Try it: Copy out the lines of the records below, and only those lines, from the one with "pub use kind::ToolKind;" through the one with "mod result_test;", exactly as they appear.

Data shown:
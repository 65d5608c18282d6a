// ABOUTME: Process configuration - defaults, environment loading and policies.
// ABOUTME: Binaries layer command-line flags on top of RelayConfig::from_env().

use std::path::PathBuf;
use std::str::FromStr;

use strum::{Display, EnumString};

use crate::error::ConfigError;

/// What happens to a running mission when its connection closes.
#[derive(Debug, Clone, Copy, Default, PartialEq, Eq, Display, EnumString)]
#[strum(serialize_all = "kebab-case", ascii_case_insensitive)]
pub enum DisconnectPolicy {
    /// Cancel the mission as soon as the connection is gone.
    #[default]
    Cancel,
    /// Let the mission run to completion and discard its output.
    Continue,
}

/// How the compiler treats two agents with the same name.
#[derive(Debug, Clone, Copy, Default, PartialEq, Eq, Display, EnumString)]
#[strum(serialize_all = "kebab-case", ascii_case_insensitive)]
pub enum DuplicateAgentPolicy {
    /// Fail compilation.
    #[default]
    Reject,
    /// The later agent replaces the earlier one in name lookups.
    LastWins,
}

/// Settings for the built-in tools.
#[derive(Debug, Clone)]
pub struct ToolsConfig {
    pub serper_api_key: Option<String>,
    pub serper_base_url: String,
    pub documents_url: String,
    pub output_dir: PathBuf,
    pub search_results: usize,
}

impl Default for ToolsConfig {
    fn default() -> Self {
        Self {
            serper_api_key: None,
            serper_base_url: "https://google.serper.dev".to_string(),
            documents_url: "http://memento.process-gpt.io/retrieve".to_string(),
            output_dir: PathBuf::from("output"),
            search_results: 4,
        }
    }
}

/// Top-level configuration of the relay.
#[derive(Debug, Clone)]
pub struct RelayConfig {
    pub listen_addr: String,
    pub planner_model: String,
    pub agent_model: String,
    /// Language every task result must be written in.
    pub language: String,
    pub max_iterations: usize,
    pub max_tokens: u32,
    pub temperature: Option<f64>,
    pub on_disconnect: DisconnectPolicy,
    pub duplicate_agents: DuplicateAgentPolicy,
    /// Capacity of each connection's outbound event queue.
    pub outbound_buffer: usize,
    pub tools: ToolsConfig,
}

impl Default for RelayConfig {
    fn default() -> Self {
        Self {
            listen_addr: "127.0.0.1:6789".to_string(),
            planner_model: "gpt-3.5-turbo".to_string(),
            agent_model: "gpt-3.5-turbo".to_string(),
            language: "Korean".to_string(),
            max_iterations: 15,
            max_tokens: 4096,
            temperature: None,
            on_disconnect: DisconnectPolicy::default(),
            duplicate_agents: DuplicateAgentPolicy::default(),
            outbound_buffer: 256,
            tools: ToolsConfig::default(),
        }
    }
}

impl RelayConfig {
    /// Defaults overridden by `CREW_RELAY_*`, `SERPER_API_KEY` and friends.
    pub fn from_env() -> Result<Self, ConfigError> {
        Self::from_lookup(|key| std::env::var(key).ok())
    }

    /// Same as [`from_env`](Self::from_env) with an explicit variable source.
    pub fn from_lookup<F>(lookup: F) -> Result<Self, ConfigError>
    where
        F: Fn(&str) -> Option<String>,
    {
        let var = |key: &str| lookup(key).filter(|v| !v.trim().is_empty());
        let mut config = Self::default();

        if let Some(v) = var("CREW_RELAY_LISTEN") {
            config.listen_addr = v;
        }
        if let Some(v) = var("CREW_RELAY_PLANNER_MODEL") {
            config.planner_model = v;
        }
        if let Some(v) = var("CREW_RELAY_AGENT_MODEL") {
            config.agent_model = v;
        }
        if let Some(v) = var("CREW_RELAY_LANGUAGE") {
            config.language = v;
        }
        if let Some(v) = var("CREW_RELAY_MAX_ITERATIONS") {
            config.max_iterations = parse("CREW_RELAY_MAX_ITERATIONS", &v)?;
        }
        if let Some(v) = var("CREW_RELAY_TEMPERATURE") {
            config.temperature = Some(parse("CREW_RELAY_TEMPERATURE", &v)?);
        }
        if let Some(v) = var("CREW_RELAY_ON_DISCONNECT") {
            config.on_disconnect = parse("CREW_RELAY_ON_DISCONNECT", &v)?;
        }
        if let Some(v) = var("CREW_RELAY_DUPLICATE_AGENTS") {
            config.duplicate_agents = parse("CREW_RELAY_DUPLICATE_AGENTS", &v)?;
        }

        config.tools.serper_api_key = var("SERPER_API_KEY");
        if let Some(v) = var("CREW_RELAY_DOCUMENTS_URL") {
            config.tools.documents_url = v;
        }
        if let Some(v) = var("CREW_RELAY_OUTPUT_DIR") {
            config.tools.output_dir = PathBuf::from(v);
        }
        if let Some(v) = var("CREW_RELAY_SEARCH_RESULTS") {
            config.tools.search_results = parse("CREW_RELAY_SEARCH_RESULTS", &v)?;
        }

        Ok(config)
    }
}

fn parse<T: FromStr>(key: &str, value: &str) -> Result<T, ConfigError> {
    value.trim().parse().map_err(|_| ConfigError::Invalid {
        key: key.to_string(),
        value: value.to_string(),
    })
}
==
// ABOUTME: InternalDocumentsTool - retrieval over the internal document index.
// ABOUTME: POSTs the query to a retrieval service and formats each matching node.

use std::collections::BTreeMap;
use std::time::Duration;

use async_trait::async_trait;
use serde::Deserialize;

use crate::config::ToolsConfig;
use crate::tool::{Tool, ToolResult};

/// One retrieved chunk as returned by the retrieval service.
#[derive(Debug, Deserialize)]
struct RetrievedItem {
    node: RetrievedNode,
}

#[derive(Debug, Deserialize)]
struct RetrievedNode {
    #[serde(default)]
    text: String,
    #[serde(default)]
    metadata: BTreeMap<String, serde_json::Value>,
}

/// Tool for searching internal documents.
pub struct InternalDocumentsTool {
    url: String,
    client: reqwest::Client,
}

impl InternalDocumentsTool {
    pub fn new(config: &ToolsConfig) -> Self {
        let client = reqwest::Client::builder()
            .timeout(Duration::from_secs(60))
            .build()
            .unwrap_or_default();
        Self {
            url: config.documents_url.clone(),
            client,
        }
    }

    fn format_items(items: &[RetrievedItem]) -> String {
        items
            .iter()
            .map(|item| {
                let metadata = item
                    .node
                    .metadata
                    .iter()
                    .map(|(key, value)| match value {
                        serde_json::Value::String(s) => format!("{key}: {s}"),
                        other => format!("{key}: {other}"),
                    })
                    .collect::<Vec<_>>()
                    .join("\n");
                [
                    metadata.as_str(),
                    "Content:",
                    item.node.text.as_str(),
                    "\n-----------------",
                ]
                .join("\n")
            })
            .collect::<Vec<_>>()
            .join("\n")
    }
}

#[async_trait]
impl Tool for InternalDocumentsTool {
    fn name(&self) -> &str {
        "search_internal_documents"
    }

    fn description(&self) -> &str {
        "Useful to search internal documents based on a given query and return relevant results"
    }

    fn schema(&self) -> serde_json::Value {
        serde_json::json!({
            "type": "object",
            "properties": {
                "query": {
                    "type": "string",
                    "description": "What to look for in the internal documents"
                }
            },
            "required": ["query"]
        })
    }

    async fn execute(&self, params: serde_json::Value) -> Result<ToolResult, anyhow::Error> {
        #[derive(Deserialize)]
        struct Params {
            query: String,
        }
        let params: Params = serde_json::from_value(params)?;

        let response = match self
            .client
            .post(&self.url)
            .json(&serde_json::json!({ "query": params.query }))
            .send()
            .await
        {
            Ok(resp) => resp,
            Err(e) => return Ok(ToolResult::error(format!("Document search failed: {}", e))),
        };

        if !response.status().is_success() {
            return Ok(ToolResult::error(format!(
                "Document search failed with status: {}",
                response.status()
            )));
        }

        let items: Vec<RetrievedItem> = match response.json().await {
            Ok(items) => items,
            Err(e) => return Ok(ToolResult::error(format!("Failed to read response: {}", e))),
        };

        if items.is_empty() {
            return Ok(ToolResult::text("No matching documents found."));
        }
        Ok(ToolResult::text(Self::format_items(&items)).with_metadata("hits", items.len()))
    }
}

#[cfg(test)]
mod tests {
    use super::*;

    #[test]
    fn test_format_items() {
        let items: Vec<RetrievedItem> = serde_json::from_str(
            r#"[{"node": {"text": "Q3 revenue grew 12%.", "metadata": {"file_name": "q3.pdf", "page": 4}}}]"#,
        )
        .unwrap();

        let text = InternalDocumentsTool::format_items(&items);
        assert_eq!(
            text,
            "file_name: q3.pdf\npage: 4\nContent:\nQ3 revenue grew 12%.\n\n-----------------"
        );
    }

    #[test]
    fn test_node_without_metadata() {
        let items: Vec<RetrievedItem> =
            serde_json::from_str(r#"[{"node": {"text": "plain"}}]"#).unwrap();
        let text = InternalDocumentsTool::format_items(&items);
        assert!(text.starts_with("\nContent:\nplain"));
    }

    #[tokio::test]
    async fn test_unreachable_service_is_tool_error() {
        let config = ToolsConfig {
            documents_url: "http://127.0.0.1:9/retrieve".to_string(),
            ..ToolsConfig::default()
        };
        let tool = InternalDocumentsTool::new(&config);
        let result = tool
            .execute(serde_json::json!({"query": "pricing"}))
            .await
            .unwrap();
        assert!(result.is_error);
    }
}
---
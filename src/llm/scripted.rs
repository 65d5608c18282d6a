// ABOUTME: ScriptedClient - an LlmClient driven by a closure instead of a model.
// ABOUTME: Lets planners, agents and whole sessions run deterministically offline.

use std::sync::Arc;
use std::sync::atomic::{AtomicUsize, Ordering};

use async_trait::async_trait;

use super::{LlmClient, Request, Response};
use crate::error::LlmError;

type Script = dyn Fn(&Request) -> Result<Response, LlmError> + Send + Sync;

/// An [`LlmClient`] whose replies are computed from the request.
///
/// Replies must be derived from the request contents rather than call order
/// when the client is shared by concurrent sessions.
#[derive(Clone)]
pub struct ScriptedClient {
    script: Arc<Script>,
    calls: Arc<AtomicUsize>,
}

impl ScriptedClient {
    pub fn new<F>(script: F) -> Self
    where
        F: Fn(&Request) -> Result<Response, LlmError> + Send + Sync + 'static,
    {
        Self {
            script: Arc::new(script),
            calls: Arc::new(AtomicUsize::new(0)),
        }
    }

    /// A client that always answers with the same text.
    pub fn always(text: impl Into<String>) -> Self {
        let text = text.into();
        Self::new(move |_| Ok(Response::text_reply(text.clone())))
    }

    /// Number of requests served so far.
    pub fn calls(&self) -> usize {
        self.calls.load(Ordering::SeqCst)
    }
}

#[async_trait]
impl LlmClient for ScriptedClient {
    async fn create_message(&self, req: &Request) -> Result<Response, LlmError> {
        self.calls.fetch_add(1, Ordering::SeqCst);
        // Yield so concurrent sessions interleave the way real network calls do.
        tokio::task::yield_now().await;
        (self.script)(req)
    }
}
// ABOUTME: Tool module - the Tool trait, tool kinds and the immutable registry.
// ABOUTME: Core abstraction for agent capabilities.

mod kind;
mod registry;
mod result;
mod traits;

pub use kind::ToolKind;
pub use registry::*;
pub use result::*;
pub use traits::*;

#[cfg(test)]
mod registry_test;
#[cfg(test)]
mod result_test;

Expected answer:
pub use kind::ToolKind;
pub use registry::*;
pub use result::*;
pub use traits::*;

#[cfg(test)]
mod registry_test;
#[cfg(test)]
mod result_test;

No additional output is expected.